The comparison between Capo Valley and El Toro is a natural one. Both pride themselves offensively on tempo, getting to the line of scrimmage and going. But as similar as the numbers and systems might be, the paths Jones and Brown took to starting roles are distinct.
The 6-foot-4, 190-pound Brown is in his second year starting, having served as a sophomore backup on the 2014 squad that made a run to the CIF-SS Southwest Division semifinals.
Stepping into the startin role as a junior last season, Brown dealt with injuries to the team’s receiving core, which ultimately set the tone for Capo’s frustrating 5-5 finish that kept them out of the playoffs.
“It helps to have a two-year starter,” Bucher said, referencing Brown. “This is my fourth year, and this is the first time we’ve had a returning starter (at quarterback), which is nice. He’s got to read pre-snap coverage, and everything we do is pretty much a run-pass option. There’s no play off where you can just turn around and hand it off. Those days are done.”
There’s a comfort factor that’s evident this season. Brown has already passed for more yards in seven games (1,784) than he did last season, he is sitting at 18 touchdown passes, one less than he had a year ago and his 62-percent completion rate is 12 points higher than it was in 2015.
“(Brown) is a really good player,” Mayoral said. “He’s having a great year. They’ve got three very good receivers that he spreads it around to pretty well, and up front they protect him.”
Michael Dyer, Nathan Manning and Riley Kasper each have 30 or more receptions for the Cougars, and collectively, the trio has hauled in 15 touchdown passes, making it impossible for opposing defenses to key on just one of Brown’s targets.
El Toro boasts similar depth at receiver, with Austin Derrico and Noah Aguilar each ranking in the county’s top 10 for receptions and yards.
In the summer months, many assumed Jones would spend the season on the sideline as the team’s backup to senior Dawit Wilson, who started for the Chargers and was an All-South Coast League quarterback last season.
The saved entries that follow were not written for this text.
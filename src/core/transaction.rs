//! Transaction payloads, task descriptions, and typed execution effects.

use serde::{Deserialize, Serialize};

use crate::core::types::{
    CreatedObject, ObjectId, ObjectRef, OwnedRef, OwnerId, ResourceHandle, Signature,
    TransactionDigest,
};

/// Operation carried by a transaction.
#[derive(Debug, Clone, Serialize, Deserialize)]
pub enum TransactionKind {
    /// Divide the funding object into `count` new fragments of `amount_each`
    /// balance. The funding object keeps the remainder.
    Split {
        /// Number of fragments to mint.
        count: u32,
        /// Balance carried by each fragment.
        amount_each: u64,
    },
    /// Move balance to another owner. With `amount` set, the funding object's
    /// balance is reduced and a new object is created for the recipient. With
    /// `amount` unset, the first input object (or the funding object itself
    /// when there are no inputs) is transferred whole.
    Transfer {
        /// Receiving owner.
        recipient: OwnerId,
        /// Balance to draw from the funding object, or `None` for a
        /// whole-object transfer.
        amount: Option<u64>,
    },
    /// Application-defined payload interpreted by the ledger. The listed
    /// inputs are consumed and re-versioned.
    Invoke {
        /// Encoded application call.
        payload: Vec<u8>,
    },
}

/// A fully specified transaction naming exact object versions.
#[derive(Debug, Clone, Serialize, Deserialize)]
pub struct TransactionData {
    /// Account submitting and funding the transaction.
    pub sender: OwnerId,
    /// Funding object consumed for fees and balance operations.
    pub funding: ObjectRef,
    /// Additional objects read or mutated by the transaction.
    pub inputs: Vec<ObjectRef>,
    /// The operation to execute.
    pub kind: TransactionKind,
}

impl TransactionData {
    /// Build a transaction with no additional inputs.
    pub fn new(sender: OwnerId, funding: ObjectRef, kind: TransactionKind) -> Self {
        Self {
            sender,
            funding,
            inputs: Vec::new(),
            kind,
        }
    }

    /// Attach additional input references.
    #[must_use]
    pub fn with_inputs(mut self, inputs: Vec<ObjectRef>) -> Self {
        self.inputs = inputs;
        self
    }
}

/// Transaction bytes plus the authorizing signature, ready for submission.
#[derive(Debug, Clone, Serialize, Deserialize)]
pub struct SignedTransaction {
    /// Serialized [`TransactionData`].
    pub bytes: Vec<u8>,
    /// Signature over `bytes`.
    pub signature: Signature,
}

/// Outcome class of an executed transaction.
#[derive(Debug, Clone, PartialEq, Eq, Serialize, Deserialize)]
pub enum ExecutionStatus {
    /// The transaction executed and its effects were applied.
    Success,
    /// The transaction was accepted but its application logic aborted. The
    /// referenced object versions were still consumed.
    Abort {
        /// Abort reason reported by the ledger.
        reason: String,
    },
}

impl ExecutionStatus {
    /// Whether the transaction fully succeeded.
    #[must_use]
    pub fn is_success(&self) -> bool {
        matches!(self, Self::Success)
    }
}

/// Typed effects of one submission, immutable once returned by the ledger.
#[derive(Debug, Clone, Serialize, Deserialize)]
pub struct ExecutionResult {
    /// Identifier of the executed transaction.
    pub digest: TransactionDigest,
    /// Outcome class.
    pub status: ExecutionStatus,
    /// Objects whose version advanced, with their post-execution owner.
    pub mutated: Vec<OwnedRef>,
    /// Objects created by the transaction.
    pub created: Vec<CreatedObject>,
    /// Objects removed from the ledger.
    pub deleted: Vec<ObjectId>,
}

impl ExecutionResult {
    /// The mutation entry for `id`, if the transaction touched it.
    #[must_use]
    pub fn mutated_ref(&self, id: ObjectId) -> Option<&OwnedRef> {
        self.mutated.iter().find(|m| m.reference.id == id)
    }
}

/// An independent unit of work for the parallel executor.
///
/// The task owns a payload builder invoked once with the funding handles
/// checked out of the pool; the task is consumed when dispatched.
pub struct TransactionTask {
    builder: Box<dyn FnOnce(&[ResourceHandle]) -> TransactionData + Send>,
    required_handles: usize,
}

impl TransactionTask {
    /// Create a task whose payload is built from one funding handle.
    pub fn new<F>(builder: F) -> Self
    where
        F: FnOnce(&[ResourceHandle]) -> TransactionData + Send + 'static,
    {
        Self {
            builder: Box::new(builder),
            required_handles: 1,
        }
    }

    /// Set the number of funding handles the payload requires (at least one).
    #[must_use]
    pub fn with_required_handles(mut self, count: usize) -> Self {
        self.required_handles = count.max(1);
        self
    }

    pub(crate) fn required_handles(&self) -> usize {
        self.required_handles
    }

    pub(crate) fn build(self, handles: &[ResourceHandle]) -> TransactionData {
        (self.builder)(handles)
    }
}

/// One step of a dependent chain for the serial executor.
///
/// Inputs are declared by identifier; the executor resolves them to exact
/// references from its version cache (or the network, on first use) before
/// invoking the builder.
pub struct ChainTransaction {
    inputs: Vec<ObjectId>,
    builder: Box<dyn FnOnce(&ResourceHandle, &[ObjectRef]) -> TransactionData + Send>,
}

impl ChainTransaction {
    /// Create a chain step over the given input objects.
    pub fn new<F>(inputs: Vec<ObjectId>, builder: F) -> Self
    where
        F: FnOnce(&ResourceHandle, &[ObjectRef]) -> TransactionData + Send + 'static,
    {
        Self {
            inputs,
            builder: Box::new(builder),
        }
    }

    #[allow(clippy::type_complexity)]
    pub(crate) fn into_parts(
        self,
    ) -> (
        Vec<ObjectId>,
        Box<dyn FnOnce(&ResourceHandle, &[ObjectRef]) -> TransactionData + Send>,
    ) {
        (self.inputs, self.builder)
    }
}

#[cfg(test)]
mod tests {
    use super::*;
    use crate::core::types::{ObjectDigest, Version};

    fn some_ref() -> ObjectRef {
        ObjectRef {
            id: ObjectId::random(),
            version: Version(1),
            digest: ObjectDigest::random(),
        }
    }

    #[test]
    fn transaction_data_roundtrips_through_json() {
        let data = TransactionData::new(
            OwnerId::random(),
            some_ref(),
            TransactionKind::Split {
                count: 4,
                amount_each: 25,
            },
        )
        .with_inputs(vec![some_ref()]);

        let bytes = serde_json::to_vec(&data).unwrap();
        let back: TransactionData = serde_json::from_slice(&bytes).unwrap();
        assert_eq!(back.sender, data.sender);
        assert_eq!(back.funding, data.funding);
        assert_eq!(back.inputs, data.inputs);
    }

    #[test]
    fn status_classification() {
        assert!(ExecutionStatus::Success.is_success());
        assert!(!ExecutionStatus::Abort {
            reason: "nope".into()
        }
        .is_success());
    }

    #[test]
    fn task_requires_at_least_one_handle() {
        let task = TransactionTask::new(|handles| {
            TransactionData::new(
                OwnerId::random(),
                handles[0].reference(),
                TransactionKind::Invoke { payload: vec![] },
            )
        })
        .with_required_handles(0);
        assert_eq!(task.required_handles(), 1);
    }
}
“Dawit’s a great quarterback, but in my mind, we were competing for that job, pushing each other,” Jones explained. “Honestly, I felt confident enough that even though last year he was starting, that I wanted to win that starting job.”
Wilson wound up transferring to Cantwell Sacred Heart of Montebello in July, giving the Jones an opportunity to start as a junior.
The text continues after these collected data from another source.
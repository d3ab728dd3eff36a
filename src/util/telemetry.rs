//! Tracing setup shared by the integration suite and embedding binaries.

/// Install a fmt subscriber filtered by `RUST_LOG`, defaulting to
/// `txexec=info` when the variable is unset. A no-op when a dispatcher is
/// already installed, so tests can call it from every setup path.
pub fn init_tracing() {
    if tracing::dispatcher::has_been_set() {
        return;
    }
    let filter = tracing_subscriber::EnvFilter::try_from_default_env()
        .unwrap_or_else(|_| tracing_subscriber::EnvFilter::new("txexec=info"));
    let _ = tracing_subscriber::fmt().with_env_filter(filter).try_init();
}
“He’s worked his butt off,” Mayoral said of Jones. “He lifted with the linemen in the summer, and they have a really good rapport. And that’s so important for respect, and the team really respects him.”
El Toro’s 2-5 record isn’t indicative of how talented the team actually is. Four of its losses have come against highly ranked county teams: No. 14 La Habra, No. 12 Corona del Mar, No. 13 Tesoro and No. 2 Mission Viejo.
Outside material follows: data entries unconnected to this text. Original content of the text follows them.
impl<C, S> ResourcePool<C, S>
where
    C: LedgerClient,
    S: Signer,
{
    /// Create a pool over a validated configuration. The owner address is
    /// taken from the signer.
    pub fn new(client: Arc<C>, signer: Arc<S>, config: &ExecutorConfig) -> Self {
        let owner = signer.owner();
        Self {
            client,
            signer,
            owner,
            max_pool_size: config.max_pool_size as usize,
            coin_batch_size: config.coin_batch_size,
            state: Mutex::new(PoolState::default()),
            wake: Notify::new(),
            refills: AtomicU64::new(0),
            dropped: AtomicU64::new(0),
        }
    }

    /// Address whose objects fund this pool.
    pub fn owner(&self) -> OwnerId {
        self.owner
    }

    /// Check out an exclusive funding handle.
    ///
    /// Waits while the concurrency bound is reached or a refill is in
    /// flight. Fails with [`ExecutorError::PoolExhausted`] when no handle is
    /// available and the pool cannot replenish itself; the next call retries
    /// the refill on demand.
    pub async fn acquire(&self) -> Result<ResourceHandle, ExecutorError> {
        let mut batch = self.acquire_many(1).await?;
        batch.pop().ok_or_else(|| ExecutorError::PoolExhausted {
            reason: "checkout granted an empty batch".into(),
            source: None,
        })
    }

    /// Check out `count` handles atomically: either all are granted in one
    /// step or none are, so two multi-handle callers can never deadlock each
    /// other on partial checkouts.
    ///
    /// Waits while the handles are missing but still obtainable. Fails with
    /// [`ExecutorError::PoolExhausted`] when `count` exceeds the concurrency
    /// bound, since such a request could never be satisfied.
    pub async fn acquire_many(
        &self,
        count: usize,
    ) -> Result<Vec<ResourceHandle>, ExecutorError> {
        if count > self.max_pool_size {
            return Err(ExecutorError::PoolExhausted {
                reason: format!(
                    "task requires {count} handles but the pool is bounded at {}",
                    self.max_pool_size
                ),
                source: None,
            });
        }
        loop {
            let plan = {
                let mut state = self.state.lock().await;
                let decision = if state.outstanding + count <= self.max_pool_size
                    && state.available.len() >= count
                {
                    state.outstanding += count;
                    let batch: Vec<ResourceHandle> = state.available.drain(..count).collect();
                    tracing::debug!(
                        count,
                        outstanding = state.outstanding,
                        "handles checked out"
                    );
                    return Ok(batch);
                } else if state.available.len() < count
                    && !state.refill_in_flight
                    && state.outstanding < self.max_pool_size
                {
                    if state.sources_fetched {
                        match take_largest(&mut state.sources) {
                            Some(source) => {
                                // The refill submission occupies one
                                // concurrency slot while in flight.
                                state.refill_in_flight = true;
                                state.outstanding += 1;
                                Some(Plan::Refill(source))
                            }
                            None if state.outstanding == 0 => {
                                return Err(ExecutorError::PoolExhausted {
                                    reason: format!(
                                        "owner {} cannot fund {count} concurrent handles",
                                        self.owner
                                    ),
                                    source: None,
                                });
                            }
                            // Outstanding handles may still come back.
                            None => None,
                        }
                    } else {
                        state.refill_in_flight = true;
                        Some(Plan::Fetch)
                    }
                } else {
                    None
                };

                match decision {
                    Some(p) => p,
                    None => {
                        // Register the waiter before releasing the lock so a
                        // release between unlock and await cannot be missed.
                        let notified = self.wake.notified();
                        tokio::pin!(notified);
                        notified.as_mut().enable();
                        drop(state);
                        notified.await;
                        continue;
                    }
                }
            };

            match plan {
                Plan::Fetch => self.fetch_sources().await?,
                Plan::Refill(source) => self.refill(source).await?,
            }
        }
    }

    /// Return a handle after a submission, applying the transaction's
    /// effects. The handle is dropped instead of requeued when the effects
    /// show it was deleted or transferred away in full.
    pub async fn release(&self, handle: ResourceHandle, effects: &ExecutionResult) {
        let mut state = self.state.lock().await;
        state.outstanding = state.outstanding.saturating_sub(1);
        if effects.deleted.contains(&handle.id) {
            self.dropped.fetch_add(1, Ordering::Relaxed);
            tracing::debug!(handle = %handle.id, "handle deleted by transaction, dropping");
        } else if let Some(mutated) = effects.mutated_ref(handle.id) {
            if mutated.owner == self.owner {
                let mut handle = handle;
                handle.advance(mutated);
                state.available.push_back(handle);
            } else {
                self.dropped.fetch_add(1, Ordering::Relaxed);
                tracing::debug!(handle = %handle.id, "handle transferred away, dropping");
            }
        } else {
            // Untouched by the transaction; recorded version still current.
            state.available.push_back(handle);
        }
        drop(state);
        self.wake.notify_waiters();
    }

    /// Return an unused handle untouched.
    pub async fn put_back(&self, handle: ResourceHandle) {
        let mut state = self.state.lock().await;
        state.outstanding = state.outstanding.saturating_sub(1);
        state.available.push_back(handle);
        drop(state);
        self.wake.notify_waiters();
    }

    /// Forget a handle known to be stale. Its slot is freed but the handle is
    /// not requeued.
    pub async fn discard(&self, handle: ResourceHandle) {
        let mut state = self.state.lock().await;
        state.outstanding = state.outstanding.saturating_sub(1);
        self.dropped.fetch_add(1, Ordering::Relaxed);
        tracing::debug!(handle = %handle.id, "stale handle discarded");
        drop(state);
        self.wake.notify_waiters();
    }

    /// Current pool activity.
    pub async fn stats(&self) -> PoolStats {
        let state = self.state.lock().await;
        PoolStats {
            available: state.available.len(),
            outstanding: state.outstanding,
            refills: self.refills.load(Ordering::Relaxed),
            dropped: self.dropped.load(Ordering::Relaxed),
        }
    }

    /// One-time fetch of the owner's resources, serialized by
    /// `refill_in_flight`.
    async fn fetch_sources(&self) -> Result<(), ExecutorError> {
        let fetched = self.client.fetch_owned_resources(self.owner).await;
        let mut state = self.state.lock().await;
        state.refill_in_flight = false;
        let result = match fetched {
            Ok(handles) => {
                tracing::debug!(count = handles.len(), "fetched funding resources");
                state.sources_fetched = true;
                state.sources.extend(handles);
                Ok(())
            }
            Err(e) => Err(ExecutorError::PoolExhausted {
                reason: "failed to fetch owned resources".into(),
                source: Some(Box::new(e.into())),
            }),
        };
        drop(state);
        self.wake.notify_waiters();
        result
    }

    /// Split `source` into `coin_batch_size` fragments. The caller has
    /// already reserved a concurrency slot and set `refill_in_flight`.
    async fn refill(&self, source: ResourceHandle) -> Result<(), ExecutorError> {
        let count = self.coin_batch_size;
        // Each fragment gets an equal share; the source keeps one share as a
        // remainder so it can fund future refills.
        let amount_each = source.balance / (u64::from(count) + 1);
        if amount_each == 0 {
            let mut state = self.state.lock().await;
            state.refill_in_flight = false;
            state.outstanding -= 1;
            state.sources.push(source);
            drop(state);
            self.wake.notify_waiters();
            return Err(ExecutorError::PoolExhausted {
                reason: "funding source balance too small to split".into(),
                source: None,
            });
        }

        let data = TransactionData::new(
            self.owner,
            source.reference(),
            TransactionKind::Split { count, amount_each },
        );
        tracing::debug!(source = %source.id, count, amount_each, "refilling pool");
        let outcome = sign_and_submit(self.client.as_ref(), self.signer.as_ref(), &data).await;

        let mut state = self.state.lock().await;
        state.refill_in_flight = false;
        state.outstanding -= 1;
        let result = match outcome {
            Ok(effects) if effects.status.is_success() => {
                let mut source = source;
                if let Some(mutated) = effects.mutated_ref(source.id) {
                    source.advance(mutated);
                }
                state.sources.push(source);
                for created in effects.created {
                    if created.owner != self.owner {
                        continue;
                    }
                    if let Some(fragment) = created.into_handle() {
                        state.available.push_back(fragment);
                    }
                }
                self.refills.fetch_add(1, Ordering::Relaxed);
                tracing::debug!(available = state.available.len(), "pool refilled");
                Ok(())
            }
            Ok(effects) => {
                // Abort: the source version was still consumed.
                let mut source = source;
                if let Some(mutated) = effects.mutated_ref(source.id) {
                    source.advance(mutated);
                }
                state.sources.push(source);
                let reason = match &effects.status {
                    crate::core::transaction::ExecutionStatus::Abort { reason } => reason.clone(),
                    crate::core::transaction::ExecutionStatus::Success => String::new(),
                };
                Err(ExecutorError::PoolExhausted {
                    reason: "refill transaction aborted".into(),
                    source: Some(Box::new(ExecutorError::ExecutionAbort {
                        digest: effects.digest,
                        reason,
                    })),
                })
            }
            Err(e @ ExecutorError::VersionConflict { .. }) => {
                // The source went stale underneath us; drop it rather than
                // retry with a version the ledger has already rejected.
                tracing::warn!(source = %source.id, "refill source stale, dropping");
                self.dropped.fetch_add(1, Ordering::Relaxed);
                Err(ExecutorError::PoolExhausted {
                    reason: "refill rejected with a version conflict".into(),
                    source: Some(Box::new(e)),
                })
            }
            Err(e) => {
                // Transport failure: no version consumed, keep the source.
                state.sources.push(source);
                Err(ExecutorError::PoolExhausted {
                    reason: "refill submission failed".into(),
                    source: Some(Box::new(e)),
                })
            }
        };
        drop(state);
        self.wake.notify_waiters();
        result
    }
}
Jones (6-1, 180) has five games this season where he tossed for 320-plus yards, and he is coming off a four-touchdown performance against Aliso Niguel where the Chargers offense racked up 63 points. For the season, he has 17 touchdown passes and eight interceptions.
“El Toro is always good,” Bucher said. “They look the same, year in to year out. I think that’s a testament to the great job that they do there. They’re lanky and strong on the defensive line. They always have great receivers. Always have a great quarterback. They’re just freaking good.”
As of late, the Chargers have had the Cougars number too. Friday’s meeting will mark the sixth time in the last seven seasons the two schools have faced off. El Toro has won all five previous encounters, including last a 44-0 drubbing last October.
With an inside track to the league title on the line, and a pair of quarterbacks who are hitting their stride, Friday night’s tilt should be much more competitive than last season’s tilt.
“It’s going to come down to execution and making plays,” Bucher said. “Even though they’re 2-5, they realize they’re 2-5 because they’ve played a hell of a schedule. It’s going to be two really good football teams and both are going to play confident.”